◆ **Exercise brief**
Filter the entries below, keeping only lines with "impl".
--- START ---
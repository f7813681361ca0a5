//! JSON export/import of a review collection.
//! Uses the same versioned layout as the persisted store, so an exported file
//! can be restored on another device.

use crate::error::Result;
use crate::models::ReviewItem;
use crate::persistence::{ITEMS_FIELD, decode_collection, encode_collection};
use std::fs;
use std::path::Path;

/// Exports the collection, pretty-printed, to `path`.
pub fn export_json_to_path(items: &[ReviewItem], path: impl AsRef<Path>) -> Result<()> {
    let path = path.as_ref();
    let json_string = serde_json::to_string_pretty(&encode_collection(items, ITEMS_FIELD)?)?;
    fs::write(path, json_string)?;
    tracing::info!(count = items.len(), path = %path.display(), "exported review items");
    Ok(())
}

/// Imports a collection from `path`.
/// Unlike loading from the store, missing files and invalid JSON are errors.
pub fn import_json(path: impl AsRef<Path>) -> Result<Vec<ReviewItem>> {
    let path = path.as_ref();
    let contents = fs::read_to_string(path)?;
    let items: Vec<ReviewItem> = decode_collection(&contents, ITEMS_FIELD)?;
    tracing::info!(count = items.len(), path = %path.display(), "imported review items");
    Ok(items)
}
--- END ---
◆ **Result for this task**
pub fn export_json_to_path(items: &[ReviewItem], path: impl AsRef<Path>) -> Result<()> {
pub fn import_json(path: impl AsRef<Path>) -> Result<Vec<ReviewItem>> {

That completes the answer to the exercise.